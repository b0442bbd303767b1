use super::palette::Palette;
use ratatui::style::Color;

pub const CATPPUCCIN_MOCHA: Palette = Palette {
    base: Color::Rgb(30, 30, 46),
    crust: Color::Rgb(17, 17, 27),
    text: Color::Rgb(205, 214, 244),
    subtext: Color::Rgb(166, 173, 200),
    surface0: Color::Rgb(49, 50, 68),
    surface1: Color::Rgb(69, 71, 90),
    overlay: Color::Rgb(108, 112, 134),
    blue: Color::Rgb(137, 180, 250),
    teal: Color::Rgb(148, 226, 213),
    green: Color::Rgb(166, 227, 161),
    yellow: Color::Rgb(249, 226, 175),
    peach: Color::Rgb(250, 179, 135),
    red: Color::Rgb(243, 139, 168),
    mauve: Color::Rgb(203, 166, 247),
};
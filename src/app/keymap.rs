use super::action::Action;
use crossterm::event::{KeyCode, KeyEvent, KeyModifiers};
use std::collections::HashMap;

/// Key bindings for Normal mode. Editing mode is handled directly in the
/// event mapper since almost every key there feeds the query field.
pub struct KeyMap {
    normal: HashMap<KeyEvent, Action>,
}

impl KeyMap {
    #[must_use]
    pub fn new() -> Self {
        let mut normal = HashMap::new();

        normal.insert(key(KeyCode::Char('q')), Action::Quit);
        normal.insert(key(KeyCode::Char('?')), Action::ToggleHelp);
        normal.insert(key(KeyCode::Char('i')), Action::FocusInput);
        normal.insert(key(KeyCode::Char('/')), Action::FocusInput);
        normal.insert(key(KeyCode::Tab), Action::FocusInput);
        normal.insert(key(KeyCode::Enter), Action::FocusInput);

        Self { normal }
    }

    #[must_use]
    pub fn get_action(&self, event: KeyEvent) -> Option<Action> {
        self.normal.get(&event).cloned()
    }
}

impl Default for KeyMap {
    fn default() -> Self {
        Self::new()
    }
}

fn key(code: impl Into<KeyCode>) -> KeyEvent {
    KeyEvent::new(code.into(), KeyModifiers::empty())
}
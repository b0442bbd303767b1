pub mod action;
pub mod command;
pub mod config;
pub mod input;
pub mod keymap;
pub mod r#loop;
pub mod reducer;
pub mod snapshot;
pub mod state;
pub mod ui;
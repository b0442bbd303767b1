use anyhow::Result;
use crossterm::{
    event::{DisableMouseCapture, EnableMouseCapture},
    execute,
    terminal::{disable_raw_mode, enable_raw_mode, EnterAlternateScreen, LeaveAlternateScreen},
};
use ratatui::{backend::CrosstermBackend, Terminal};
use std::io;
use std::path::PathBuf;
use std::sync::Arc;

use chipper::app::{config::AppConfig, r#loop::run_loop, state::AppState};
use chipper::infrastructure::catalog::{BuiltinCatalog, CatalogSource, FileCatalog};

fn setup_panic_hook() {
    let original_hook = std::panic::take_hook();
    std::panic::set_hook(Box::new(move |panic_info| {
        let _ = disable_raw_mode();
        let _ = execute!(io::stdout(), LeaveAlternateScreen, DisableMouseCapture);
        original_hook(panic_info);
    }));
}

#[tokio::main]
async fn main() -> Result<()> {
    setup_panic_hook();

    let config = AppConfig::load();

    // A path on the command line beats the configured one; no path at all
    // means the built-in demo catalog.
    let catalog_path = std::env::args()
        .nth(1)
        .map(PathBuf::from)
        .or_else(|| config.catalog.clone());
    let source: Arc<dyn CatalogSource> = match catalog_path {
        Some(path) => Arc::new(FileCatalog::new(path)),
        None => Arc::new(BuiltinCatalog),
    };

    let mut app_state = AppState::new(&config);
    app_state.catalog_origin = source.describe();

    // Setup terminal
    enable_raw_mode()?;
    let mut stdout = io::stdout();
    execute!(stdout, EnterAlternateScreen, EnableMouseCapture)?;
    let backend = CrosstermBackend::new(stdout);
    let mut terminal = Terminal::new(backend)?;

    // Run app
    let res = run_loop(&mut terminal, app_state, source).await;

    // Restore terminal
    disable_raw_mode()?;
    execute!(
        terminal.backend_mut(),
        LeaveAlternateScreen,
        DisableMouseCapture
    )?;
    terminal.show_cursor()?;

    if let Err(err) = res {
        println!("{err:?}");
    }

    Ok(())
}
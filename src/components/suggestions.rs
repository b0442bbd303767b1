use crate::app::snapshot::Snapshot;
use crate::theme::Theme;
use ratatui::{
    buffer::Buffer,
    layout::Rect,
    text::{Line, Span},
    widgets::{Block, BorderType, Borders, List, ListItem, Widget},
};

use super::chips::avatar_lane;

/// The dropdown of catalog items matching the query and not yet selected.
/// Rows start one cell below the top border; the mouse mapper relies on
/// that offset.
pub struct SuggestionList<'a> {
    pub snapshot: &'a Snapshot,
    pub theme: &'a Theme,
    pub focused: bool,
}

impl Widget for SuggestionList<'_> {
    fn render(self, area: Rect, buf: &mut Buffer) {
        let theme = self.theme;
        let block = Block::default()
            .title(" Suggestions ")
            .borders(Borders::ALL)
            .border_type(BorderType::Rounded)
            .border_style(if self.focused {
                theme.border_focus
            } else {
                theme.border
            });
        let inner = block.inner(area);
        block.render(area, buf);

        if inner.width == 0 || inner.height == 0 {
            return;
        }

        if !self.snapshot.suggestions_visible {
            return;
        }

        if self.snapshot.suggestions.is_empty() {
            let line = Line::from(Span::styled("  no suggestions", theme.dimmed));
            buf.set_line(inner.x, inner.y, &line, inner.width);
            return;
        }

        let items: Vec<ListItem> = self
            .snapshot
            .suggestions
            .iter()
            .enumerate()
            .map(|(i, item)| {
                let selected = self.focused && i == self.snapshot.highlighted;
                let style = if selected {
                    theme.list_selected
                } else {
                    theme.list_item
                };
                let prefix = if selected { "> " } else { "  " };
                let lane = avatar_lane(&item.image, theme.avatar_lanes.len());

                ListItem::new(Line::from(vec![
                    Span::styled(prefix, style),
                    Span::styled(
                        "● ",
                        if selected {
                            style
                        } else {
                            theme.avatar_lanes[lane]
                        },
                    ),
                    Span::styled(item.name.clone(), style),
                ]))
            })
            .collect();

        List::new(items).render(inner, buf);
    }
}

********************

## [ASSIGNMENT]
Nothing beyond the line containing "use super::action::Action;" is to be output; the lines above, from the first one onward to that line, are to be transcribed exactly.

## [RESULT]
repository b0442bbd303767b1
use super::palette::Palette;
use ratatui::style::Color;

pub const CATPPUCCIN_MOCHA: Palette = Palette {
    base: Color::Rgb(30, 30, 46),
    crust: Color::Rgb(17, 17, 27),
    text: Color::Rgb(205, 214, 244),
    subtext: Color::Rgb(166, 173, 200),
    surface0: Color::Rgb(49, 50, 68),
    surface1: Color::Rgb(69, 71, 90),
    overlay: Color::Rgb(108, 112, 134),
    blue: Color::Rgb(137, 180, 250),
    teal: Color::Rgb(148, 226, 213),
    green: Color::Rgb(166, 227, 161),
    yellow: Color::Rgb(249, 226, 175),
    peach: Color::Rgb(250, 179, 135),
    red: Color::Rgb(243, 139, 168),
    mauve: Color::Rgb(203, 166, 247),
};
filename src/app/keymap.rs
use super::action::Action;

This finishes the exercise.